Early on there’s a sense of voyeurism established – because that’s really what filming is, especially when it’s sexual. Anne watches Lois through a Porky's-style peephole while she works, and flies off the handle when she overhears her describe the latest daily as “the same old shit.” But, hey, whatever helps the creative process, I guess. The film’s underlying tension can be summed up by a drag scene in a lesbian bar between two performers, one dressed as a wild animal. It’s a love scene, kind of. It mirrors Anne’s attitude and actions toward Lois, establishing a link between violence and sex, a dynamic in which one is the lion and the other the lamb, predator and prey, a sense of being stalked. Maybe it’s your lover, or maybe it’s a serial killer. Maybe they aren’t really that different. But let’s follow danger down a dimly lit hallway, shall we?
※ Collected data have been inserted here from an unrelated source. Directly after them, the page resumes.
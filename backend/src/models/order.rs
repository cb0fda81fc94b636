use chrono::{DateTime, Duration, Utc};
use pharmacy_shared::{OrderItemResponse, OrderResponse, OrderStatus};
use rust_decimal::Decimal;
use serde::{Deserialize, Serialize};
use sqlx::{FromRow, PgConnection, PgExecutor, PgPool, Postgres, QueryBuilder};
use uuid::Uuid;

use crate::error::AppError;
use crate::utils::currency::format_rupees_simple;

const ORDER_COLUMNS: &str =
    "id, user_id, total_amount, status, shipping_address, phone_number, created_at, updated_at";

#[derive(Debug, Clone, FromRow, Serialize, Deserialize)]
pub struct Order {
    pub id: i64,
    pub user_id: Option<Uuid>,
    pub total_amount: Decimal,
    pub status: OrderStatus,
    pub shipping_address: String,
    pub phone_number: String,
    pub created_at: DateTime<Utc>,
    pub updated_at: DateTime<Utc>,
}

#[derive(Debug, Clone, FromRow, Serialize, Deserialize)]
pub struct OrderItem {
    pub id: i64,
    pub order_id: i64,
    pub medicine_id: i64,
    pub medicine_name: String,
    pub quantity: i32,
    pub price: Decimal,
}

impl OrderItem {
    pub fn line_total(&self) -> Decimal {
        self.price * Decimal::from(self.quantity)
    }
}

/// Fields of a new order row
#[derive(Debug, Clone)]
pub struct NewOrder {
    pub user_id: Option<Uuid>,
    pub total_amount: Decimal,
    pub status: OrderStatus,
    pub shipping_address: String,
    pub phone_number: String,
}

#[derive(Debug, Clone, Copy, PartialEq, Eq)]
pub struct NewOrderItem {
    pub medicine_id: i64,
    pub quantity: i32,
    pub price: Decimal,
}

#[derive(Debug, Clone, Copy, PartialEq, Eq, Serialize, Deserialize)]
#[serde(rename_all = "lowercase")]
pub enum DateWindow {
    Today,
    Week,
    Month,
}

impl DateWindow {
    pub fn parse(value: &str) -> Option<Self> {
        match value {
            "today" => Some(DateWindow::Today),
            "week" => Some(DateWindow::Week),
            "month" => Some(DateWindow::Month),
            _ => None,
        }
    }

    /// Earliest creation time that falls inside the window
    pub fn since(&self, now: DateTime<Utc>) -> DateTime<Utc> {
        match self {
            DateWindow::Today => now
                .date_naive()
                .and_hms_opt(0, 0, 0)
                .map(|midnight| midnight.and_utc())
                .unwrap_or(now),
            DateWindow::Week => now - Duration::days(7),
            DateWindow::Month => now - Duration::days(30),
        }
    }
}

#[derive(Debug, Clone, Default)]
pub struct OrderFilter {
    pub status: Option<OrderStatus>,
    pub created_since: Option<DateTime<Utc>>,
    pub search: Option<String>,
    pub limit: i64,
    pub offset: i64,
}

impl OrderFilter {
    fn push_conditions<'a>(&'a self, builder: &mut QueryBuilder<'a, Postgres>) {
        builder.push(" WHERE 1=1");

        if let Some(status) = self.status {
            builder.push(" AND status = ");
            builder.push_bind(status);
        }

        if let Some(since) = self.created_since {
            builder.push(" AND created_at >= ");
            builder.push_bind(since);
        }

        if let Some(search) = self.search.as_deref().map(str::trim).filter(|s| !s.is_empty()) {
            builder.push(" AND (phone_number ILIKE ");
            builder.push_bind(format!("%{}%", search));
            if let Ok(id) = search.trim_start_matches('#').parse::<i64>() {
                builder.push(" OR id = ");
                builder.push_bind(id);
            }
            builder.push(")");
        }
    }
}

impl Order {
    pub async fn create(conn: &mut PgConnection, order: &NewOrder) -> Result<Self, AppError> {
        let sql = format!(
            r#"
            INSERT INTO orders (user_id, total_amount, status, shipping_address, phone_number)
            VALUES ($1, $2, $3, $4, $5)
            RETURNING {}
            "#,
            ORDER_COLUMNS
        );

        let created = sqlx::query_as::<_, Order>(&sql)
            .bind(order.user_id)
            .bind(order.total_amount)
            .bind(order.status)
            .bind(&order.shipping_address)
            .bind(&order.phone_number)
            .fetch_one(conn)
            .await?;

        Ok(created)
    }

    pub async fn update_details(conn: &mut PgConnection, id: i64, order: &NewOrder) -> Result<Option<Self>, AppError> {
        let sql = format!(
            r#"
            UPDATE orders SET user_id = $1, total_amount = $2, status = $3,
                shipping_address = $4, phone_number = $5, updated_at = NOW()
            WHERE id = $6
            RETURNING {}
            "#,
            ORDER_COLUMNS
        );

        let updated = sqlx::query_as::<_, Order>(&sql)
            .bind(order.user_id)
            .bind(order.total_amount)
            .bind(order.status)
            .bind(&order.shipping_address)
            .bind(&order.phone_number)
            .bind(id)
            .fetch_optional(conn)
            .await?;

        Ok(updated)
    }

    pub async fn find_by_id(executor: impl PgExecutor<'_>, id: i64) -> Result<Option<Self>, AppError> {
        let sql = format!("SELECT {} FROM orders WHERE id = $1", ORDER_COLUMNS);
        let order = sqlx::query_as::<_, Order>(&sql)
            .bind(id)
            .fetch_optional(executor)
            .await?;

        Ok(order)
    }

    pub async fn find_by_id_and_phone(pool: &PgPool, id: i64, phone_number: &str) -> Result<Option<Self>, AppError> {
        let sql = format!("SELECT {} FROM orders WHERE id = $1 AND phone_number = $2", ORDER_COLUMNS);
        let order = sqlx::query_as::<_, Order>(&sql)
            .bind(id)
            .bind(phone_number)
            .fetch_optional(pool)
            .await?;

        Ok(order)
    }

    pub async fn find_by_phone(pool: &PgPool, phone_number: &str) -> Result<Vec<Self>, AppError> {
        let sql = format!(
            "SELECT {} FROM orders WHERE phone_number = $1 ORDER BY created_at DESC, id DESC",
            ORDER_COLUMNS
        );
        let orders = sqlx::query_as::<_, Order>(&sql)
            .bind(phone_number)
            .fetch_all(pool)
            .await?;

        Ok(orders)
    }

    pub async fn find_by_user(pool: &PgPool, user_id: Uuid) -> Result<Vec<Self>, AppError> {
        let sql = format!(
            "SELECT {} FROM orders WHERE user_id = $1 ORDER BY created_at DESC, id DESC",
            ORDER_COLUMNS
        );
        let orders = sqlx::query_as::<_, Order>(&sql)
            .bind(user_id)
            .fetch_all(pool)
            .await?;

        Ok(orders)
    }

    pub async fn find_for_user(pool: &PgPool, id: i64, user_id: Uuid) -> Result<Option<Self>, AppError> {
        let sql = format!("SELECT {} FROM orders WHERE id = $1 AND user_id = $2", ORDER_COLUMNS);
        let order = sqlx::query_as::<_, Order>(&sql)
            .bind(id)
            .bind(user_id)
            .fetch_optional(pool)
            .await?;

        Ok(order)
    }

    pub async fn search(pool: &PgPool, filter: &OrderFilter) -> Result<(Vec<Self>, i64), AppError> {
        let mut count_builder = QueryBuilder::<Postgres>::new("SELECT COUNT(*) FROM orders");
        filter.push_conditions(&mut count_builder);
        let total: i64 = count_builder.build_query_scalar().fetch_one(pool).await?;

        let mut builder = QueryBuilder::<Postgres>::new(format!("SELECT {} FROM orders", ORDER_COLUMNS));
        filter.push_conditions(&mut builder);
        builder.push(" ORDER BY created_at DESC, id DESC LIMIT ");
        builder.push_bind(filter.limit);
        builder.push(" OFFSET ");
        builder.push_bind(filter.offset);

        let orders = builder.build_query_as::<Order>().fetch_all(pool).await?;
        Ok((orders, total))
    }

    pub async fn update_status(pool: &PgPool, id: i64, status: OrderStatus) -> Result<Option<Self>, AppError> {
        let sql = format!(
            "UPDATE orders SET status = $1, updated_at = NOW() WHERE id = $2 RETURNING {}",
            ORDER_COLUMNS
        );
        let order = sqlx::query_as::<_, Order>(&sql)
            .bind(status)
            .bind(id)
            .fetch_optional(pool)
            .await?;

        Ok(order)
    }

    /// Returns the number of orders changed
    pub async fn bulk_update_status(pool: &PgPool, ids: &[i64], status: OrderStatus) -> Result<u64, AppError> {
        let result = sqlx::query("UPDATE orders SET status = $1, updated_at = NOW() WHERE id = ANY($2)")
            .bind(status)
            .bind(ids)
            .execute(pool)
            .await?;

        Ok(result.rows_affected())
    }

    pub async fn delete(pool: &PgPool, id: i64) -> Result<bool, AppError> {
        let result = sqlx::query("DELETE FROM orders WHERE id = $1")
            .bind(id)
            .execute(pool)
            .await?;

        Ok(result.rows_affected() > 0)
    }

    pub fn is_guest(&self) -> bool {
        self.user_id.is_none()
    }

    pub fn to_response(&self, items: &[OrderItem]) -> OrderResponse {
        OrderResponse {
            id: self.id,
            user_id: self.user_id,
            is_guest: self.is_guest(),
            total_amount: self.total_amount,
            total_display: format_rupees_simple(self.total_amount),
            status: self.status,
            status_label: self.status.label().to_string(),
            shipping_address: self.shipping_address.clone(),
            phone_number: self.phone_number.clone(),
            items: items
                .iter()
                .map(|item| OrderItemResponse {
                    id: item.id,
                    medicine_id: item.medicine_id,
                    medicine_name: item.medicine_name.clone(),
                    quantity: item.quantity,
                    price: item.price,
                    line_total: item.line_total(),
                })
                .collect(),
            created_at: self.created_at,
            updated_at: self.updated_at,
        }
    }
}

impl OrderItem {
    pub async fn insert_many(conn: &mut PgConnection, order_id: i64, items: &[NewOrderItem]) -> Result<(), AppError> {
        if items.is_empty() {
            return Ok(());
        }

        let mut builder = QueryBuilder::<Postgres>::new("INSERT INTO order_items (order_id, medicine_id, quantity, price) ");
        builder.push_values(items, |mut row, item| {
            row.push_bind(order_id)
                .push_bind(item.medicine_id)
                .push_bind(item.quantity)
                .push_bind(item.price);
        });
        builder.build().execute(conn).await?;

        Ok(())
    }

    pub async fn delete_for_order(conn: &mut PgConnection, order_id: i64) -> Result<u64, AppError> {
        let result = sqlx::query("DELETE FROM order_items WHERE order_id = $1")
            .bind(order_id)
            .execute(conn)
            .await?;

        Ok(result.rows_affected())
    }

    pub async fn for_order(executor: impl PgExecutor<'_>, order_id: i64) -> Result<Vec<Self>, AppError> {
        let items = sqlx::query_as::<_, OrderItem>(
            r#"
            SELECT oi.id, oi.order_id, oi.medicine_id, m.name AS medicine_name, oi.quantity, oi.price
            FROM order_items oi
            JOIN medicines m ON m.id = oi.medicine_id
            WHERE oi.order_id = $1
            ORDER BY oi.id
            "#,
        )
        .bind(order_id)
        .fetch_all(executor)
        .await?;

        Ok(items)
    }

    /// Items for several orders in one round trip
    pub async fn for_orders(pool: &PgPool, order_ids: &[i64]) -> Result<Vec<Self>, AppError> {
        if order_ids.is_empty() {
            return Ok(Vec::new());
        }

        let items = sqlx::query_as::<_, OrderItem>(
            r#"
            SELECT oi.id, oi.order_id, oi.medicine_id, m.name AS medicine_name, oi.quantity, oi.price
            FROM order_items oi
            JOIN medicines m ON m.id = oi.medicine_id
            WHERE oi.order_id = ANY($1)
            ORDER BY oi.order_id, oi.id
            "#,
        )
        .bind(order_ids)
        .fetch_all(pool)
        .await?;

        Ok(items)
    }
}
The lighting changes from icy blue to red hot to pure white and back again in a cyclical movement that brings to mind a children’s rotating night light, an odd vestige of innocence in what is overall a pretty depraved environment. For all the accurate comparisons to Brian De Palma and Italian giallo films – particularly in the murder scenes and M83’s synthy score, though it’s much more narratively cohesive – I see lots of other potential influences as well. There’s a seedy glamour and a noir sensibility that owes as much to Eighties films Vortex and Variety. I even sense a nod to neo-realism when Anne says to her sidekick Archie (Maury), “Find common people with character to bring our films to life.” There are scenes that show up in the dark shadows of a film negative (the way Godard intercuts them in A Married Woman but more diverse) that signify dream sequences, creating a psychic link between Anne and the killer that’s reminiscent of Agent Dale Cooper’s methods in Twin Peaks. But for all of these re-creations (whether real or imagined) it’s not a cheap knockoff. It’s postmodernism at its finest.